Alcohol Industry Commits To Influencer Standards
The NZ Alcohol Beverages Council (NZABC) supports moves by global industry partners to put in place safeguards for the use of social influencers. The Influencer Pledge, announced by the International Association for Responsible Drinking (IARD) this week, is part of a global programme for ensuring transparency, the use of responsible content and the prevention of the young from seeing alcohol-related marketing.[i]
The responsibility standards for social influencers in the pledge include clear commitments to:
· not make health claims
· not promote illegal or excessive consumption
· not encourage consumption to those under the legal purchase age
· not link consumption to social success
· not position abstinence negatively.
Furthermore, influencers need to be over the age of 25 and appeal to an adult audience. They are required to promote responsible drinking for those who choose to drink and discourage heavy drinking, drinking during pregnancy, drink driving and underage drinking. The standards also recognise the importance of monitoring influencer posts and campaigns for compliance.

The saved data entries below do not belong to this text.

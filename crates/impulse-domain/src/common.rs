//! Bounded value types and validation errors.

use std::fmt;

use serde::{Deserialize, Serialize};

/// Inclusive slider bounds with a fixed step.
#[derive(Debug, Clone, Copy, PartialEq, Eq)]
pub struct SliderBounds {
    pub min: u64,
    pub max: u64,
    pub step: u64,
}

impl SliderBounds {
    pub const fn new(min: u64, max: u64, step: u64) -> Self {
        Self { min, max, step }
    }

    pub fn contains(&self, value: u64) -> bool {
        value >= self.min && value <= self.max
    }

    /// Returns `true` when `value` is in range and lands on a step.
    pub fn accepts(&self, value: u64) -> bool {
        self.contains(value) && (self.step == 0 || (value - self.min) % self.step == 0)
    }
}

/// Bounds for a single purchase amount.
pub const AMOUNT_BOUNDS: SliderBounds = SliderBounds::new(100, 50_000, 100);

/// Self-reported emotional valence, 1 (low) to 5 (high).
#[derive(Debug, Clone, Copy, PartialEq, Eq, PartialOrd, Ord, Hash, Serialize, Deserialize)]
#[serde(try_from = "u8", into = "u8")]
pub struct Mood(u8);

impl Mood {
    pub const MIN: u8 = 1;
    pub const MAX: u8 = 5;

    pub fn new(value: u8) -> Result<Self, ValueError> {
        if (Self::MIN..=Self::MAX).contains(&value) {
            Ok(Self(value))
        } else {
            Err(ValueError::MoodOutOfRange(value))
        }
    }

    pub fn value(self) -> u8 {
        self.0
    }
}

impl TryFrom<u8> for Mood {
    type Error = ValueError;

    fn try_from(value: u8) -> Result<Self, Self::Error> {
        Self::new(value)
    }
}

impl From<Mood> for u8 {
    fn from(mood: Mood) -> Self {
        mood.0
    }
}

impl fmt::Display for Mood {
    fn fmt(&self, f: &mut fmt::Formatter<'_>) -> fmt::Result {
        write!(f, "{}/{}", self.0, Self::MAX)
    }
}

/// Self-reported tiredness, 1 (rested) to 3 (exhausted).
#[derive(Debug, Clone, Copy, PartialEq, Eq, PartialOrd, Ord, Hash, Serialize, Deserialize)]
#[serde(try_from = "u8", into = "u8")]
pub struct Fatigue(u8);

impl Fatigue {
    pub const MIN: u8 = 1;
    pub const MAX: u8 = 3;

    pub fn new(value: u8) -> Result<Self, ValueError> {
        if (Self::MIN..=Self::MAX).contains(&value) {
            Ok(Self(value))
        } else {
            Err(ValueError::FatigueOutOfRange(value))
        }
    }

    pub fn value(self) -> u8 {
        self.0
    }
}

impl TryFrom<u8> for Fatigue {
    type Error = ValueError;

    fn try_from(value: u8) -> Result<Self, Self::Error> {
        Self::new(value)
    }
}

impl From<Fatigue> for u8 {
    fn from(fatigue: Fatigue) -> Self {
        fatigue.0
    }
}

impl fmt::Display for Fatigue {
    fn fmt(&self, f: &mut fmt::Formatter<'_>) -> fmt::Result {
        write!(f, "{}/{}", self.0, Self::MAX)
    }
}

/// Rejections raised while constructing domain values.
#[derive(Debug, Clone, PartialEq, Eq)]
pub enum ValueError {
    AmountOutOfRange(u64),
    MoodOutOfRange(u8),
    FatigueOutOfRange(u8),
    MissingCategory,
    UnknownCategory(String),
    InvalidDuration(u32),
    NonPositive(&'static str),
}

impl fmt::Display for ValueError {
    fn fmt(&self, f: &mut fmt::Formatter<'_>) -> fmt::Result {
        match self {
            ValueError::AmountOutOfRange(value) => write!(
                f,
                "amount {} is outside {}..={}",
                value, AMOUNT_BOUNDS.min, AMOUNT_BOUNDS.max
            ),
            ValueError::MoodOutOfRange(value) => write!(
                f,
                "mood {} is outside {}..={}",
                value,
                Mood::MIN,
                Mood::MAX
            ),
            ValueError::FatigueOutOfRange(value) => write!(
                f,
                "fatigue {} is outside {}..={}",
                value,
                Fatigue::MIN,
                Fatigue::MAX
            ),
            ValueError::MissingCategory => f.write_str("a category must be selected"),
            ValueError::UnknownCategory(value) => write!(f, "unknown category `{}`", value),
            ValueError::InvalidDuration(value) => {
                write!(f, "cooldown duration must be 24, 48 or 72 hours (got {})", value)
            }
            ValueError::NonPositive(field) => write!(f, "{} must be greater than zero", field),
        }
    }
}

impl std::error::Error for ValueError {}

“The global pledge is a powerful responsibility commitment and works well in a New Zealand context as we are effectively one step ahead with the Alcohol Advertising and Promotion Code regulated by the Advertising Standards Authority (ASA), which already provides careful guidance on the relationship between influencers and alcohol brands,” says Bridget MacDonald NZABC Executive Director.
“But the broader step of a worldwide industry commitment to provide more transparency around influencers and alcohol advertising is a positive step toward ensuring influencer content is responsible and that brands, agencies and influencers are all putting safeguards in place,” says Bridget.
“There has only been a handful of alcohol-related social influencer complaints to the ASA over the past couple of years, which shows NZABC members already operate with a high standard of social responsibility and will continue to do so,” says Bridget.
The inaugural signatories[ii] to the pledge include NZABC members: Asahi Beverages NZ, DB Breweries, Lion NZ, Pernod Ricard Winemakers NZ, Spirits New Zealand and Brewers Association of New Zealand.
“IARD and its members are encouraging other producers and advertising, public relations, and influencer agencies to sign up to the Influencer Pledge, which 13 global agencies have already done. It also provides a toolkit to support influencers who market alcohol to create responsible content and help prevent those underage from seeing alcohol marketing,” Bridget says.
“Marketing is about promoting a brand, not increasing consumption. Globally, virtually all research has found that alcohol marketing, including sports sponsorship or social media advertising, has no or very modest effects on overall alcohol consumption. The Foundation for Advertising Research has shown that while advertising spending has increased in New Zealand over the past decade, we’ve also seen alcohol consumption decreasing steadily. Still, we all have a part to play in being responsible when marketing our products – this includes ensuring that agencies and influencers we work with have the information and tools that allow them to do the same,” says Bridget.